Subgroup of $S_n$ generated by $(1,2,\cdots,n)$ and $(1,2,\cdots,m)$.

I'll be using right actions (so for $x,y\in S_n$, $xy$ means apply $x$ then $y$) and the notation $x^y=y^{-1}xy$.

I will assume the following (which can be proved by induction):

$A_n=\langle(1,2,3),(2,3,4),\ldots,(n-2,n-1,n)\rangle$

Let $\sigma=(1,\ldots,n)$, $\tau=(1,\ldots,m)$, so

$$\tau^\sigma=(2,3,\ldots,m+1)$$ $$\tau(\tau^\sigma)^{-1}=(1,m+1,m)$$ $$\left(\tau(\tau^\sigma)^{-1}\right)^{(\tau^\sigma)^2}=(1,3,2)$$

So $(1,3,2)\in G$ and therefore $(1,2,3)\in G$.

For $i=1,\ldots,n-3$ we have $(1,2,3)^{\sigma^i}=(i+1,i+2,i+3)$ giving $A_n\le G$.

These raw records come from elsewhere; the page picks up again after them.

//! In-memory cache store with failure injection.
//!
//! Used by tests to exercise the "cache is advisory" rules, and by hosts
//! that want the engine's fallback chain without a durable file.

use std::collections::HashMap;
use std::sync::Mutex;
use std::sync::atomic::{AtomicBool, Ordering};

use super::CacheStore;

/// `HashMap`-backed [`CacheStore`].
#[derive(Debug, Default)]
pub struct MemoryCacheStore {
    entries: Mutex<HashMap<String, String>>,
    fail_reads: AtomicBool,
    fail_writes: AtomicBool,
}

impl MemoryCacheStore {
    #[must_use]
    pub fn new() -> Self {
        Self::default()
    }

    /// Make every subsequent `get` behave as a miss.
    pub fn fail_reads(&self, fail: bool) {
        self.fail_reads.store(fail, Ordering::Relaxed);
    }

    /// Make every subsequent `set` a dropped write.
    pub fn fail_writes(&self, fail: bool) {
        self.fail_writes.store(fail, Ordering::Relaxed);
    }

    /// Number of stored entries.
    #[must_use]
    pub fn len(&self) -> usize {
        self.entries.lock().map_or(0, |map| map.len())
    }

    /// Whether the store holds no entries.
    #[must_use]
    pub fn is_empty(&self) -> bool {
        self.len() == 0
    }
}

impl CacheStore for MemoryCacheStore {
    fn get(&self, key: &str) -> Option<String> {
        if self.fail_reads.load(Ordering::Relaxed) {
            tracing::warn!(key, "injected cache read failure; treating as miss");
            return None;
        }
        self.entries.lock().ok()?.get(key).cloned()
    }

    fn set(&self, key: &str, value: &str) {
        if self.fail_writes.load(Ordering::Relaxed) {
            tracing::warn!(key, "injected cache write failure; dropping");
            return;
        }
        if let Ok(mut map) = self.entries.lock() {
            map.insert(key.to_string(), value.to_string());
        }
    }
}

#[cfg(test)]
mod tests {
    use super::*;

    #[test]
    fn roundtrip_and_overwrite() {
        let store = MemoryCacheStore::new();
        store.set("k", "v1");
        store.set("k", "v2");
        assert_eq!(store.get("k").as_deref(), Some("v2"));
        assert_eq!(store.len(), 1);
    }

    #[test]
    fn injected_read_failure_is_a_miss() {
        let store = MemoryCacheStore::new();
        store.set("k", "v");

        store.fail_reads(true);
        assert!(store.get("k").is_none());

        store.fail_reads(false);
        assert_eq!(store.get("k").as_deref(), Some("v"));
    }

    #[test]
    fn injected_write_failure_drops_silently() {
        let store = MemoryCacheStore::new();
        store.fail_writes(true);
        store.set("k", "v");
        store.fail_writes(false);
        assert!(store.get("k").is_none());
    }
}
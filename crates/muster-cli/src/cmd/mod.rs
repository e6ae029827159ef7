//! CLI command handlers.

pub mod cache_cmd;
pub mod fetch;
pub mod replay;
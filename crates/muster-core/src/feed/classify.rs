//! Relevance classification for change-feed events.
//!
//! Classification is a pure function of the event plus the local context:
//! the team this engine serves, the signed-in actor, and the set of
//! incident ids currently tracked in memory. The tracked set must be read
//! from live engine state at dispatch time; handlers never capture it.

use std::collections::HashSet;

use super::event::{FeedEvent, RecordTable, id_field};

/// Local context resolved at dispatch time.
#[derive(Debug)]
pub struct LocalContext<'a> {
    /// Team whose assignments this engine mirrors.
    pub team_id: &'a str,
    /// Signed-in responder, used to match field reports they authored.
    pub actor_id: Option<&'a str>,
    /// Ids of incidents currently in the in-memory list.
    pub tracked: &'a HashSet<String>,
}

impl LocalContext<'_> {
    fn is_local_team(&self, row_team: Option<&str>) -> bool {
        row_team == Some(self.team_id)
    }
}

/// What a feed event means to this engine.
#[derive(Debug, Clone, PartialEq, Eq)]
pub enum Relevance {
    /// The incident just became assigned to the local team.
    Assigned { incident_id: String },
    /// An already-assigned incident's record changed.
    StillAssigned { incident_id: String },
    /// The incident left the local team (reassignment or delete).
    Unassigned { incident_id: String },
    /// A field report owned by the local actor or linked to a tracked
    /// incident changed. `incident_id` is set when the link is tracked.
    ReportChanged { incident_id: Option<String> },
    /// A finalized report now references a tracked incident.
    Finalized { incident_id: String },
    /// Nothing the engine cares about; dropped without side effects.
    Irrelevant,
}

/// Classify one event against the live local context.
#[must_use]
pub fn classify(event: &FeedEvent, cx: &LocalContext<'_>) -> Relevance {
    match event.table {
        RecordTable::Incidents => classify_incident(event, cx),
        RecordTable::FieldReports => classify_field_report(event, cx),
        RecordTable::FinalizedReports => classify_finalized_report(event, cx),
    }
}

fn classify_incident(event: &FeedEvent, cx: &LocalContext<'_>) -> Relevance {
    let Some(incident_id) = event.record_id() else {
        tracing::debug!("incident event without usable id; dropping");
        return Relevance::Irrelevant;
    };

    let new_team = event.new.as_ref().and_then(|row| id_field(row, "team_id"));
    let old_team = event.old.as_ref().and_then(|row| id_field(row, "team_id"));
    let is_local = cx.is_local_team(new_team.as_deref());
    let was_local = cx.is_local_team(old_team.as_deref());

    if is_local && !was_local {
        // Covers brand-new rows and reassignment from another team; the
        // new snapshot's team reference is inspected even when the id is
        // not yet tracked.
        Relevance::Assigned { incident_id }
    } else if is_local {
        Relevance::StillAssigned { incident_id }
    } else if was_local {
        Relevance::Unassigned { incident_id }
    } else {
        Relevance::Irrelevant
    }
}

fn classify_field_report(event: &FeedEvent, cx: &LocalContext<'_>) -> Relevance {
    let mut owned = false;
    let mut tracked_incident: Option<String> = None;

    for row in [event.new.as_ref(), event.old.as_ref()].into_iter().flatten() {
        if let (Some(actor), Some(author)) = (cx.actor_id, id_field(row, "submitted_by")) {
            if author == actor {
                owned = true;
            }
        }
        if tracked_incident.is_none() {
            if let Some(incident_id) = id_field(row, "incident_id") {
                if cx.tracked.contains(&incident_id) {
                    tracked_incident = Some(incident_id);
                }
            }
        }
    }

    if owned || tracked_incident.is_some() {
        Relevance::ReportChanged {
            incident_id: tracked_incident,
        }
    } else {
        Relevance::Irrelevant
    }
}

fn classify_finalized_report(event: &FeedEvent, cx: &LocalContext<'_>) -> Relevance {
    let referenced = event
        .new
        .as_ref()
        .and_then(|row| id_field(row, "incident_id"))
        .or_else(|| {
            event
                .old
                .as_ref()
                .and_then(|row| id_field(row, "incident_id"))
        });

    match referenced {
        Some(incident_id) if cx.tracked.contains(&incident_id) => {
            Relevance::Finalized { incident_id }
        }
        _ => Relevance::Irrelevant,
    }
}

#[cfg(test)]
mod tests {
    use super::*;
    use crate::feed::event::FeedEventType;
    use serde_json::json;

    fn cx<'a>(tracked: &'a HashSet<String>) -> LocalContext<'a> {
        LocalContext {
            team_id: "7",
            actor_id: Some("user-1"),
            tracked,
        }
    }

    fn incident_event(old: Option<serde_json::Value>, new: Option<serde_json::Value>) -> FeedEvent {
        FeedEvent {
            event_type: FeedEventType::Update,
            table: RecordTable::Incidents,
            old,
            new,
        }
    }

    // === incident table ===================================================

    #[test]
    fn new_assignment_is_detected_without_tracking() {
        let tracked = HashSet::new();
        let event = incident_event(
            Some(json!({"id": "inc-1", "team_id": null})),
            Some(json!({"id": "inc-1", "team_id": 7})),
        );
        assert_eq!(
            classify(&event, &cx(&tracked)),
            Relevance::Assigned {
                incident_id: "inc-1".to_string()
            }
        );
    }

    #[test]
    fn reassignment_from_other_team_counts_as_assignment() {
        let tracked = HashSet::new();
        let event = incident_event(
            Some(json!({"id": "inc-1", "team_id": 3})),
            Some(json!({"id": "inc-1", "team_id": "7"})),
        );
        assert_eq!(
            classify(&event, &cx(&tracked)),
            Relevance::Assigned {
                incident_id: "inc-1".to_string()
            }
        );
    }

    #[test]
    fn still_assigned_update() {
        let tracked = HashSet::from(["inc-1".to_string()]);
        let event = incident_event(
            Some(json!({"id": "inc-1", "team_id": 7, "status": "pending"})),
            Some(json!({"id": "inc-1", "team_id": 7, "status": "responded"})),
        );
        assert_eq!(
            classify(&event, &cx(&tracked)),
            Relevance::StillAssigned {
                incident_id: "inc-1".to_string()
            }
        );
    }

    #[test]
    fn unassignment_covers_reassignment_and_delete() {
        let tracked = HashSet::from(["inc-1".to_string()]);

        let moved = incident_event(
            Some(json!({"id": "inc-1", "team_id": 7})),
            Some(json!({"id": "inc-1", "team_id": 9})),
        );
        assert_eq!(
            classify(&moved, &cx(&tracked)),
            Relevance::Unassigned {
                incident_id: "inc-1".to_string()
            }
        );

        let deleted = FeedEvent {
            event_type: FeedEventType::Delete,
            table: RecordTable::Incidents,
            old: Some(json!({"id": "inc-1", "team_id": 7})),
            new: None,
        };
        assert_eq!(
            classify(&deleted, &cx(&tracked)),
            Relevance::Unassigned {
                incident_id: "inc-1".to_string()
            }
        );
    }

    #[test]
    fn other_team_event_is_irrelevant() {
        let tracked = HashSet::new();
        let event = incident_event(
            Some(json!({"id": "inc-1", "team_id": 3})),
            Some(json!({"id": "inc-1", "team_id": 4})),
        );
        assert_eq!(classify(&event, &cx(&tracked)), Relevance::Irrelevant);
    }

    #[test]
    fn missing_id_is_dropped() {
        let tracked = HashSet::new();
        let event = incident_event(None, Some(json!({"team_id": 7})));
        assert_eq!(classify(&event, &cx(&tracked)), Relevance::Irrelevant);
    }

    // === field-report table ===============================================

    #[test]
    fn own_report_is_relevant_even_when_unlinked() {
        let tracked = HashSet::new();
        let event = FeedEvent {
            event_type: FeedEventType::Insert,
            table: RecordTable::FieldReports,
            old: None,
            new: Some(json!({"id": "fr-1", "submitted_by": "user-1", "incident_id": "inc-99"})),
        };
        assert_eq!(
            classify(&event, &cx(&tracked)),
            Relevance::ReportChanged { incident_id: None }
        );
    }

    #[test]
    fn linked_report_resolves_tracked_incident() {
        let tracked = HashSet::from(["inc-2".to_string()]);
        let event = FeedEvent {
            event_type: FeedEventType::Update,
            table: RecordTable::FieldReports,
            old: Some(json!({"id": "fr-1", "submitted_by": "someone-else", "incident_id": "inc-2"})),
            new: Some(json!({"id": "fr-1", "submitted_by": "someone-else", "incident_id": "inc-2"})),
        };
        assert_eq!(
            classify(&event, &cx(&tracked)),
            Relevance::ReportChanged {
                incident_id: Some("inc-2".to_string())
            }
        );
    }

    #[test]
    fn unrelated_report_is_irrelevant() {
        let tracked = HashSet::from(["inc-2".to_string()]);
        let event = FeedEvent {
            event_type: FeedEventType::Update,
            table: RecordTable::FieldReports,
            old: None,
            new: Some(json!({"id": "fr-1", "submitted_by": "someone-else", "incident_id": "inc-5"})),
        };
        assert_eq!(classify(&event, &cx(&tracked)), Relevance::Irrelevant);
    }

    // === finalized-report table ===========================================

    #[test]
    fn finalization_of_tracked_incident_is_relevant() {
        let tracked = HashSet::from(["inc-2".to_string()]);
        let event = FeedEvent {
            event_type: FeedEventType::Insert,
            table: RecordTable::FinalizedReports,
            old: None,
            new: Some(json!({"id": 42, "incident_id": "inc-2"})),
        };
        assert_eq!(
            classify(&event, &cx(&tracked)),
            Relevance::Finalized {
                incident_id: "inc-2".to_string()
            }
        );
    }

    #[test]
    fn finalization_of_untracked_incident_is_irrelevant() {
        let tracked = HashSet::new();
        let event = FeedEvent {
            event_type: FeedEventType::Insert,
            table: RecordTable::FinalizedReports,
            old: None,
            new: Some(json!({"id": 42, "incident_id": "inc-2"})),
        };
        assert_eq!(classify(&event, &cx(&tracked)), Relevance::Irrelevant);
    }
}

Clearly $G=A_n$ if and only if $\sigma,\tau\in A_n$ if and only if $n$ and $m$ are odd.

It is enough to show that $G$ contains enough $3$-cycles to generate $A_n$.

Note that $(m+1,2,\ldots,m)=(1,\ldots,n)(1,\ldots,m)(1,\ldots,n)^{-1} \in G$.

So $(1,2,m+1) = (1,2,\ldots,m)(m+1,2,\ldots,m)^{-1} \in G$.

So $(1,2,3) = (m+1,2,\ldots,m)(1,2,m+1)^{-1}(m+1,2,\ldots,m)^{-1} \in G$.

By conjugating $G$ contains every $(k,k+1,k+2)$.

Thus $G$ contains permutations $\sigma$ such that $\sigma(1)=1$, $\sigma(2)=2$ and $\sigma(3)$ is arbitrary.

By considering the $\sigma (1,2,3) \sigma^{-1}$, $\sigma \in G$, it follows that $G$ contains all of the $(1,2,j)$, $j \geq 3$.

For $i \neq j$, $i,j > 2$, $(1,j,i)=(1,2,i)(1,2,j)^{-1} \in G$. So $G$ contains all of the $(1,i,j)$.

So for distinct $i,j,k$, $(i,j,k)=(1,i,j)(1,j,k) \in G$. As a conclusion, $G \supset A_n$.